The talk here is of trends and regularities (for instance, in a few hours it will get dark). This is related to the earlier talk of control of prediction, and it is all put into the category of ‘lower time’.
The suggestion is made that we can ‘discover’ this lower time and understand it. Notice that doing so is itself a kind of action, and in this sense seems to require time. But it must not be an action ‘in’ lower time. So what lifts it outside of lower time? That seems to be the role of knowledge, or (the text suggests) space.
Lower time is also ‘local’ time, the outcome of our particular focal setting on reality, our way of making sense of the world (to step out of the usual TSK vocabulary). Here we are talking of ‘isolates’ that are indexed, which is pretty much what I meant last week when I wrote of insisting on identity.It is worth reading this section (125-126)Â carefully, because it is suggesting how the past-present-future structure of linear time arises. If we want to explore the idea that time could manifest or act differently, we need to clear on this structure and its consequences. As the text says, we must see ‘why time goes.” Notice also that the alternative possibility for time presented here is specifically not the same as saying that time is subjective (p. 126). For those of you who wrote of your experiences of time in Week One, it would be worth going back and asking if those experiences were more than subjective, and if so, what that ‘more’ is pointing at (Arthur already went in that direction). See also p. 131.
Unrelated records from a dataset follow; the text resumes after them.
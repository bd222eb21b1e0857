//! Post entity for SeaORM.

use chrono::Utc;
use sea_orm::Set;
use sea_orm::entity::prelude::*;

use quill_core::ports::NewPost;

#[derive(Clone, Debug, PartialEq, Eq, DeriveEntityModel)]
#[sea_orm(table_name = "posts")]
pub struct Model {
    #[sea_orm(primary_key, auto_increment = false)]
    pub id: Uuid,
    pub title: String,
    #[sea_orm(unique)]
    pub slug: String,
    #[sea_orm(column_type = "Text")]
    pub content: String,
    #[sea_orm(column_type = "Text", nullable)]
    pub excerpt: Option<String>,
    #[sea_orm(column_type = "Text", nullable)]
    pub cover_image: Option<String>,
    pub published: bool,
    pub author_name: String,
    pub author_username: String,
    #[sea_orm(column_type = "Text", nullable)]
    pub author_avatar: Option<String>,
    pub read_time: String,
    pub views: i32,
    pub likes: i32,
    pub comments_count: i32,
    pub created_at: DateTimeWithTimeZone,
    pub updated_at: DateTimeWithTimeZone,
    pub published_at: Option<DateTimeWithTimeZone>,
}

#[derive(Copy, Clone, Debug, EnumIter, DeriveRelation)]
pub enum Relation {
    #[sea_orm(has_many = "super::comment::Entity")]
    Comments,
    #[sea_orm(has_many = "super::post_category::Entity")]
    PostCategories,
}

impl Related<super::comment::Entity> for Entity {
    fn to() -> RelationDef {
        Relation::Comments.def()
    }
}

impl Related<super::category::Entity> for Entity {
    fn to() -> RelationDef {
        super::post_category::Relation::Category.def()
    }

    fn via() -> Option<RelationDef> {
        Some(super::post_category::Relation::Post.def().rev())
    }
}

impl ActiveModelBehavior for ActiveModel {}

/// Conversion from SeaORM Model to Domain Post.
impl From<Model> for quill_core::domain::Post {
    fn from(model: Model) -> Self {
        Self {
            id: model.id,
            title: model.title,
            slug: model.slug,
            content: model.content,
            excerpt: model.excerpt,
            cover_image: model.cover_image,
            published: model.published,
            author_name: model.author_name,
            author_username: model.author_username,
            author_avatar: model.author_avatar,
            read_time: model.read_time,
            views: model.views,
            likes: model.likes,
            comments_count: model.comments_count,
            created_at: model.created_at.into(),
            updated_at: model.updated_at.into(),
            published_at: model.published_at.map(Into::into),
        }
    }
}

/// Conversion from an insert request to a fresh ActiveModel. Category
/// join rows are the repository's job and are ignored here.
impl From<NewPost> for ActiveModel {
    fn from(input: NewPost) -> Self {
        let now = Utc::now();
        Self {
            id: Set(Uuid::new_v4()),
            title: Set(input.title),
            slug: Set(input.slug),
            content: Set(input.content),
            excerpt: Set(input.excerpt),
            cover_image: Set(input.cover_image),
            published: Set(input.published),
            author_name: Set(input.author_name),
            author_username: Set(input.author_username),
            author_avatar: Set(None),
            read_time: Set(input.read_time),
            views: Set(0),
            likes: Set(0),
            comments_count: Set(0),
            created_at: Set(now.into()),
            updated_at: Set(now.into()),
            published_at: Set(input.published.then(|| now.into())),
        }
    }
}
The idea that things that appear in time ‘are’ time is one of those TSK thoughts that may not make much sense at first reading, but it is an idea worth carrying around with you. The exact way to “carry it” is of course the real question. You don’t just think about it. One clue (and again I am looking at my experience as i write) is to take a wider perspective on experience than we usually do, letting it include the whole of what is happening, without much concern for inside vs. outside.
Keep on with Ex. 18 and 19 in the TSK book. Arthur, perhaps you could tell us more about how Ex. 19 is central to what you do in your practice as a therapist. If you like, you can also start to work with Ex. 23, which some of you know: this is a physical movement, a slow walking, so it will help ground your inquiry.